Доктор и священник подбежали к двери кабинета, отперли ее и ввалились в комнату. При этом они едва не налетели на большой стол красного дерева, за которым поэт обычно сочинял свои творения – кабинет был освещен лишь слабым пламенем камина, разведенного для того, чтобы согревать больного. Посреди стола лежал единственный лист бумаги, явно оставленный на виду. Доктор схватил его, пробежал глазами и с криком: «Боже, посмотрите на это!» устремился в оранжерею, где жуткие тропические цветы, казалось, еще хранили багровое воспоминание о закате.

Отец Браун трижды прочитал послание, прежде чем отложить записку. Она гласила: «Я погибаю от собственной руки, но погибаю умерщвленным!» Слова были написаны неподражаемым, если не сказать неразборчивым почерком Леонарда Квинтона.

С запиской в руке отец Браун направился в оранжерею, но доктор уже выходил оттуда с выражением мрачной уверенности на лице.

– Он сделал это, – сказал Хэррис.

Они вместе обошли роскошную и неестественную красоту кактусов и азалий и обнаружили поэта и романиста Леонарда Квинтона, чья голова свисала с кушетки, а рыжие кудри разметались по полу. В его левый бок был всажен зловещий кинжал, недавно подобранный в саду, и бессильная рука еще покоилась на рукояти.

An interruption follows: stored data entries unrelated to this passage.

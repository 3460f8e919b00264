//! Persistence collaborator.
//!
//! Services only see [`Store`]. [`PgStore`] backs production and
//! [`MemoryStore`] keeps everything in process for tests and embedding.
//! Writes are per record; there are no multi-record transactions.

pub mod listings;
pub mod memory;
pub mod users;

use async_trait::async_trait;
use chrono::{DateTime, Utc};
use sqlx::PgPool;
use uuid::Uuid;

use crate::error::AppError;
use crate::models::{Listing, NewListing, NewUser, User};

pub use memory::MemoryStore;

#[async_trait]
pub trait Store: Send + Sync {
    /// Fails with `DuplicateIdentity` when the email is taken.
    async fn create_user(&self, new_user: NewUser) -> Result<User, AppError>;
    async fn find_user_by_email(&self, email: &str) -> Result<Option<User>, AppError>;
    async fn find_user_by_id(&self, id: Uuid) -> Result<Option<User>, AppError>;

    async fn set_reset_token(
        &self,
        user_id: Uuid,
        token_hash: &str,
        expires_at: DateTime<Utc>,
    ) -> Result<(), AppError>;
    /// Matches the hash and `expires_at > now` in a single lookup.
    async fn find_user_by_reset_token(
        &self,
        token_hash: &str,
        now: DateTime<Utc>,
    ) -> Result<Option<User>, AppError>;
    /// Replaces the password hash and clears both reset fields, only while
    /// `token_hash` is still the stored one. Returns false when it is not.
    async fn complete_password_reset(
        &self,
        user_id: Uuid,
        token_hash: &str,
        password_hash: &str,
    ) -> Result<bool, AppError>;

    async fn update_wishlist(&self, user_id: Uuid, wishlist: &[i64]) -> Result<(), AppError>;

    async fn create_listing(&self, listing: NewListing) -> Result<Listing, AppError>;
    async fn find_listing(&self, id: i64) -> Result<Option<Listing>, AppError>;
    /// Up to `limit` listings with id greater than `after`, ascending by id.
    async fn list_listings_after(
        &self,
        after: Option<i64>,
        limit: i64,
    ) -> Result<Vec<Listing>, AppError>;
    /// Listings for the given ids, in no particular order. Unknown ids are skipped.
    async fn find_listings_by_ids(&self, ids: &[i64]) -> Result<Vec<Listing>, AppError>;
}

#[derive(Clone)]
pub struct PgStore {
    pool: PgPool,
}

impl PgStore {
    pub fn new(pool: PgPool) -> Self {
        Self { pool }
    }

    pub fn pool(&self) -> &PgPool {
        &self.pool
    }
}

#[async_trait]
impl Store for PgStore {
    async fn create_user(&self, new_user: NewUser) -> Result<User, AppError> {
        Ok(users::create(&self.pool, &new_user).await?)
    }

    async fn find_user_by_email(&self, email: &str) -> Result<Option<User>, AppError> {
        Ok(users::find_by_email(&self.pool, email).await?)
    }

    async fn find_user_by_id(&self, id: Uuid) -> Result<Option<User>, AppError> {
        Ok(users::find_by_id(&self.pool, id).await?)
    }

    async fn set_reset_token(
        &self,
        user_id: Uuid,
        token_hash: &str,
        expires_at: DateTime<Utc>,
    ) -> Result<(), AppError> {
        Ok(users::set_reset_token(&self.pool, user_id, token_hash, expires_at).await?)
    }

    async fn find_user_by_reset_token(
        &self,
        token_hash: &str,
        now: DateTime<Utc>,
    ) -> Result<Option<User>, AppError> {
        Ok(users::find_by_reset_token(&self.pool, token_hash, now).await?)
    }

    async fn complete_password_reset(
        &self,
        user_id: Uuid,
        token_hash: &str,
        password_hash: &str,
    ) -> Result<bool, AppError> {
        Ok(users::complete_password_reset(&self.pool, user_id, token_hash, password_hash).await?)
    }

    async fn update_wishlist(&self, user_id: Uuid, wishlist: &[i64]) -> Result<(), AppError> {
        Ok(users::update_wishlist(&self.pool, user_id, wishlist).await?)
    }

    async fn create_listing(&self, listing: NewListing) -> Result<Listing, AppError> {
        Ok(listings::create(&self.pool, &listing).await?)
    }

    async fn find_listing(&self, id: i64) -> Result<Option<Listing>, AppError> {
        Ok(listings::find_by_id(&self.pool, id).await?)
    }

    async fn list_listings_after(
        &self,
        after: Option<i64>,
        limit: i64,
    ) -> Result<Vec<Listing>, AppError> {
        Ok(listings::list_after(&self.pool, after, limit).await?)
    }

    async fn find_listings_by_ids(&self, ids: &[i64]) -> Result<Vec<Listing>, AppError> {
        Ok(listings::find_by_ids(&self.pool, ids).await?)
    }
}
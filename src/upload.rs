use axum::http::HeaderMap;
use std::collections::HashMap;

use crate::storage::ImageUpload;

/// Name of the repeated multipart part that carries image files.
pub const IMAGE_FIELD: &str = "images";

/// Text fields and image parts from a `multipart/form-data` body.
#[derive(Debug, Default)]
pub struct ListingForm {
    pub fields: HashMap<String, String>,
    pub images: Vec<ImageUpload>,
}

/// Parse multipart form data using multer.
pub async fn parse_listing_form(headers: &HeaderMap, body: bytes::Bytes) -> Result<ListingForm, String> {
    let boundary = headers
        .get("content-type")
        .and_then(|v| v.to_str().ok())
        .and_then(|ct| multer::parse_boundary(ct).ok())
        .ok_or_else(|| "Missing multipart boundary".to_string())?;

    let stream = futures_util::stream::once(async { Ok::<_, std::io::Error>(body) });
    let mut multipart = multer::Multipart::new(stream, boundary);

    let mut form = ListingForm::default();
    while let Some(field) = multipart
        .next_field()
        .await
        .map_err(|e| format!("Multipart error: {e}"))?
    {
        let name = field.name().unwrap_or("unknown").to_string();

        if name == IMAGE_FIELD {
            let filename = field.file_name().unwrap_or("image").to_string();
            let content_type = field
                .content_type()
                .map(|m| m.to_string())
                .unwrap_or_else(|| "application/octet-stream".to_string());
            let bytes = field
                .bytes()
                .await
                .map_err(|e| format!("Image read error: {e}"))?;
            form.images.push(ImageUpload {
                filename,
                content_type,
                bytes,
            });
        } else {
            let value = field
                .text()
                .await
                .map_err(|e| format!("Field read error: {e}"))?;
            form.fields.insert(name, value);
        }
    }

    Ok(form)
}
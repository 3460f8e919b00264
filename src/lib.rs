pub mod auth;
pub mod config;
pub mod db;
pub mod email;
pub mod error;
pub mod middleware;
pub mod models;
pub mod rate_limit;
pub mod routes;
pub mod services;
pub mod state;
pub mod storage;
pub mod upload;

use std::sync::Arc;

use axum::extract::DefaultBodyLimit;
use axum::http::{HeaderName, HeaderValue};
use axum::Router;
use tower::ServiceBuilder;
use tower_http::cors::CorsLayer;
use tower_http::services::ServeDir;
use tower_http::set_header::SetResponseHeaderLayer;
use tower_http::trace::TraceLayer;

use crate::config::Config;
use crate::db::Store;
use crate::email::{LogNotifier, Notifier, SystemMailer};
use crate::middleware::identity::attach_identity;
use crate::rate_limit::LoginRateLimiter;
use crate::state::{AppState, SharedState};
use crate::storage::ImageStore;

/// SMTP mailer when configured, otherwise a notifier that only logs.
pub fn notifier_from_config(config: &Config) -> Arc<dyn Notifier> {
    match config.smtp.as_ref().map(SystemMailer::new) {
        Some(Ok(mailer)) => {
            tracing::info!("System SMTP configured");
            Arc::new(mailer)
        }
        Some(Err(e)) => {
            tracing::warn!("System SMTP not available: {e}");
            Arc::new(LogNotifier)
        }
        None => {
            tracing::warn!("System SMTP not configured; password reset links are only logged at debug");
            Arc::new(LogNotifier)
        }
    }
}

pub fn build_app(
    store: Arc<dyn Store>,
    notifier: Arc<dyn Notifier>,
    images: Arc<dyn ImageStore>,
    config: Config,
) -> Router {
    let upload_dir = config.upload_dir.clone();
    let max_body_size = config.max_body_size;

    let state: SharedState = Arc::new(AppState {
        store,
        notifier,
        images,
        config,
        login_limiter: LoginRateLimiter::new(),
    });

    Router::new()
        .merge(
            routes::api_routes().layer(axum::middleware::from_fn_with_state(
                state.clone(),
                attach_identity,
            )),
        )
        .nest_service("/uploads", ServeDir::new(upload_dir))
        .route("/health", axum::routing::get(health))
        .layer(
            ServiceBuilder::new()
                .layer(TraceLayer::new_for_http())
                .layer(CorsLayer::permissive())
                .layer(SetResponseHeaderLayer::overriding(
                    HeaderName::from_static("x-content-type-options"),
                    HeaderValue::from_static("nosniff"),
                ))
                .layer(SetResponseHeaderLayer::overriding(
                    HeaderName::from_static("x-frame-options"),
                    HeaderValue::from_static("DENY"),
                ))
                .layer(SetResponseHeaderLayer::overriding(
                    HeaderName::from_static("referrer-policy"),
                    HeaderValue::from_static("strict-origin-when-cross-origin"),
                ))
                .layer(DefaultBodyLimit::max(max_body_size)),
        )
        .with_state(state)
}

async fn health() -> &'static str {
    "ok"
}
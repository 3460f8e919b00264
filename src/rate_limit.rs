use std::time::{Duration, Instant};

use dashmap::DashMap;

const LOGIN_WINDOW: Duration = Duration::from_secs(15 * 60);
const LOGIN_MAX_ATTEMPTS: u32 = 5;
/// Tracked emails above which stale entries are swept on the next attempt.
const SWEEP_THRESHOLD: usize = 10_000;

/// Per-email sign-in brute force limiter.
pub struct LoginRateLimiter {
    /// email -> (attempt_count, window_start)
    entries: DashMap<String, (u32, Instant)>,
    max_attempts: u32,
    window: Duration,
}

impl Default for LoginRateLimiter {
    fn default() -> Self {
        Self::new()
    }
}

impl LoginRateLimiter {
    /// 5 attempts per 15 minutes.
    pub fn new() -> Self {
        Self::with_limits(LOGIN_MAX_ATTEMPTS, LOGIN_WINDOW)
    }

    pub fn with_limits(max_attempts: u32, window: Duration) -> Self {
        Self {
            entries: DashMap::new(),
            max_attempts,
            window,
        }
    }

    /// Count a sign-in attempt, or refuse it with the seconds left in the window.
    /// Check and increment happen under the entry lock, so concurrent attempts
    /// cannot get past the limit. Call `reset()` after a successful sign-in.
    pub fn try_attempt(&self, email: &str) -> Result<(), u64> {
        if self.entries.len() >= SWEEP_THRESHOLD {
            self.cleanup();
        }

        let now = Instant::now();
        let mut entry = self.entries.entry(email.to_lowercase()).or_insert((0, now));
        let (count, start) = entry.value_mut();

        if now.duration_since(*start) > self.window {
            *count = 0;
            *start = now;
        }

        if *count >= self.max_attempts {
            let elapsed = now.duration_since(*start).as_secs();
            return Err(self.window.as_secs().saturating_sub(elapsed));
        }

        *count += 1;
        Ok(())
    }

    /// Forget attempts for an email after a successful sign-in.
    pub fn reset(&self, email: &str) {
        self.entries.remove(&email.to_lowercase());
    }

    /// Drop entries whose window has passed.
    pub fn cleanup(&self) {
        let now = Instant::now();
        let window = self.window;
        self.entries
            .retain(|_, (_, start)| now.duration_since(*start) <= window);
    }

    pub fn tracked(&self) -> usize {
        self.entries.len()
    }
}
//! Account registration, sign-in and session token minting.

use std::sync::LazyLock;

use regex::Regex;
use serde::{Deserialize, Serialize};
use uuid::Uuid;

use crate::auth::extractor::Identity;
use crate::auth::jwt::{encode_token, Claims};
use crate::auth::password;
use crate::db::Store;
use crate::error::AppError;
use crate::models::{NewUser, User, UserProfile};
use crate::services::resolve_wishlist;

pub const MIN_PASSWORD_LEN: usize = 8;

static EMAIL_RE: LazyLock<Regex> =
    LazyLock::new(|| Regex::new(r"^[^@\s]+@[^@\s]+\.[^@\s]+$").unwrap());

#[derive(Debug, Clone, Deserialize)]
pub struct SignUpInput {
    pub username: String,
    pub email: String,
    pub password: String,
}

#[derive(Debug, Clone, Deserialize)]
pub struct SignInInput {
    pub email: String,
    pub password: String,
}

#[derive(Debug, Clone, Serialize, Deserialize)]
pub struct AuthPayload {
    pub id: Uuid,
    pub username: String,
    pub email: String,
    pub token: String,
}

pub fn normalize_email(email: &str) -> String {
    email.trim().to_lowercase()
}

pub fn validate_password(password: &str) -> Result<(), AppError> {
    if password.chars().count() < MIN_PASSWORD_LEN {
        return Err(AppError::BadRequest(format!(
            "Password must be at least {MIN_PASSWORD_LEN} characters"
        )));
    }
    Ok(())
}

fn issue(user: User, secret: &str) -> Result<AuthPayload, AppError> {
    let claims = Claims::new(user.id, &user.email);
    let token = encode_token(&claims, secret).map_err(AppError::Internal)?;

    Ok(AuthPayload {
        id: user.id,
        username: user.username,
        email: user.email,
        token,
    })
}

pub async fn sign_up(
    store: &dyn Store,
    secret: &str,
    input: SignUpInput,
) -> Result<AuthPayload, AppError> {
    let email = normalize_email(&input.email);
    let username = input.username.trim().to_string();

    if username.is_empty() {
        return Err(AppError::BadRequest("Username is required".to_string()));
    }
    if !EMAIL_RE.is_match(&email) {
        return Err(AppError::BadRequest("Invalid email".to_string()));
    }
    validate_password(&input.password)?;

    if store.find_user_by_email(&email).await?.is_some() {
        tracing::warn!(email = %email, "sign-up for registered email");
        return Err(AppError::DuplicateIdentity);
    }

    let password_hash = password::hash(&input.password).map_err(AppError::Internal)?;

    // The unique index still catches a concurrent sign-up for the same email.
    let user = store
        .create_user(NewUser {
            username,
            email,
            password_hash,
        })
        .await?;

    tracing::info!(user_id = %user.id, "user signed up");
    issue(user, secret)
}

/// Unknown email and wrong password are indistinguishable to the caller.
pub async fn sign_in(
    store: &dyn Store,
    secret: &str,
    input: SignInInput,
) -> Result<AuthPayload, AppError> {
    let email = normalize_email(&input.email);

    let Some(user) = store.find_user_by_email(&email).await? else {
        password::verify_dummy(&input.password);
        tracing::warn!("sign-in for unknown email");
        return Err(AppError::InvalidCredential);
    };

    let valid = password::verify(&input.password, &user.password_hash).map_err(AppError::Internal)?;
    if !valid {
        tracing::warn!(user_id = %user.id, "sign-in with wrong password");
        return Err(AppError::InvalidCredential);
    }

    tracing::info!(user_id = %user.id, "user signed in");
    issue(user, secret)
}

pub async fn current_user(store: &dyn Store, identity: &Identity) -> Result<UserProfile, AppError> {
    let caller = identity.require()?;

    let user = store
        .find_user_by_id(caller.user_id)
        .await?
        .ok_or(AppError::NotAuthenticated)?;

    let wishlist = resolve_wishlist(store, &user.wishlist).await?;
    Ok(UserProfile::new(user, wishlist))
}
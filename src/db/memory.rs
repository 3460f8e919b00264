use std::collections::BTreeMap;

use async_trait::async_trait;
use chrono::{DateTime, Utc};
use tokio::sync::RwLock;
use uuid::Uuid;

use crate::db::Store;
use crate::error::AppError;
use crate::models::{Listing, NewListing, NewUser, User};

#[derive(Default)]
struct Inner {
    users: Vec<User>,
    listings: BTreeMap<i64, Listing>,
    next_listing_id: i64,
}

/// In-process store with the same observable behavior as the Postgres one.
#[derive(Default)]
pub struct MemoryStore {
    inner: RwLock<Inner>,
}

impl MemoryStore {
    pub fn new() -> Self {
        Self::default()
    }

    pub async fn user_count(&self) -> usize {
        self.inner.read().await.users.len()
    }
}

fn user_mut(inner: &mut Inner, id: Uuid) -> Result<&mut User, AppError> {
    inner
        .users
        .iter_mut()
        .find(|u| u.id == id)
        .ok_or_else(|| AppError::NotFound("User not found".to_string()))
}

#[async_trait]
impl Store for MemoryStore {
    async fn create_user(&self, new_user: NewUser) -> Result<User, AppError> {
        let mut inner = self.inner.write().await;
        if inner.users.iter().any(|u| u.email == new_user.email) {
            return Err(AppError::DuplicateIdentity);
        }

        let user = User {
            id: Uuid::now_v7(),
            username: new_user.username,
            email: new_user.email,
            password_hash: new_user.password_hash,
            wishlist: Vec::new(),
            reset_token_hash: None,
            reset_expires_at: None,
            created_at: Utc::now(),
        };
        inner.users.push(user.clone());
        Ok(user)
    }

    async fn find_user_by_email(&self, email: &str) -> Result<Option<User>, AppError> {
        let inner = self.inner.read().await;
        Ok(inner.users.iter().find(|u| u.email == email).cloned())
    }

    async fn find_user_by_id(&self, id: Uuid) -> Result<Option<User>, AppError> {
        let inner = self.inner.read().await;
        Ok(inner.users.iter().find(|u| u.id == id).cloned())
    }

    async fn set_reset_token(
        &self,
        user_id: Uuid,
        token_hash: &str,
        expires_at: DateTime<Utc>,
    ) -> Result<(), AppError> {
        let mut inner = self.inner.write().await;
        let user = user_mut(&mut inner, user_id)?;
        user.reset_token_hash = Some(token_hash.to_string());
        user.reset_expires_at = Some(expires_at);
        Ok(())
    }

    async fn find_user_by_reset_token(
        &self,
        token_hash: &str,
        now: DateTime<Utc>,
    ) -> Result<Option<User>, AppError> {
        let inner = self.inner.read().await;
        Ok(inner
            .users
            .iter()
            .find(|u| {
                u.reset_token_hash.as_deref() == Some(token_hash)
                    && u.reset_expires_at.is_some_and(|exp| exp > now)
            })
            .cloned())
    }

    async fn complete_password_reset(
        &self,
        user_id: Uuid,
        token_hash: &str,
        password_hash: &str,
    ) -> Result<bool, AppError> {
        let mut inner = self.inner.write().await;
        let user = user_mut(&mut inner, user_id)?;
        if user.reset_token_hash.as_deref() != Some(token_hash) {
            return Ok(false);
        }
        user.password_hash = password_hash.to_string();
        user.reset_token_hash = None;
        user.reset_expires_at = None;
        Ok(true)
    }

    async fn update_wishlist(&self, user_id: Uuid, wishlist: &[i64]) -> Result<(), AppError> {
        let mut inner = self.inner.write().await;
        let user = user_mut(&mut inner, user_id)?;
        user.wishlist = wishlist.to_vec();
        Ok(())
    }

    async fn create_listing(&self, listing: NewListing) -> Result<Listing, AppError> {
        let mut inner = self.inner.write().await;
        inner.next_listing_id += 1;
        let listing = Listing {
            id: inner.next_listing_id,
            name: listing.name,
            age: listing.age,
            breed: listing.breed,
            owner_name: listing.owner_name,
            owner_contact: listing.owner_contact,
            description: listing.description,
            images: listing.images,
            created_at: Utc::now(),
        };
        inner.listings.insert(listing.id, listing.clone());
        Ok(listing)
    }

    async fn find_listing(&self, id: i64) -> Result<Option<Listing>, AppError> {
        let inner = self.inner.read().await;
        Ok(inner.listings.get(&id).cloned())
    }

    async fn list_listings_after(
        &self,
        after: Option<i64>,
        limit: i64,
    ) -> Result<Vec<Listing>, AppError> {
        let inner = self.inner.read().await;
        let limit = usize::try_from(limit).unwrap_or(0);
        let rows = match after {
            Some(after) => inner
                .listings
                .range(after.saturating_add(1)..)
                .map(|(_, l)| l.clone())
                .take(limit)
                .collect(),
            None => inner.listings.values().take(limit).cloned().collect(),
        };
        Ok(rows)
    }

    async fn find_listings_by_ids(&self, ids: &[i64]) -> Result<Vec<Listing>, AppError> {
        let inner = self.inner.read().await;
        Ok(ids
            .iter()
            .filter_map(|id| inner.listings.get(id).cloned())
            .collect())
    }
}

Снаружи гроза накрыла небо от одного горизонта до другого, как ночь в поэме Кольриджа, и дождь барабанил по листьям и стеклянной крыше оранжереи. Отец Браун уделял больше внимания записке, чем трупу: он поднес ее к самым глазам и, казалось, старался перечитать надпись в гнетущих сумерках. Потом он поднял листок, и в то же мгновение разряд молнии залил все вокруг таким ослепительно-белым светом, что на его фоне бумага казалась черной.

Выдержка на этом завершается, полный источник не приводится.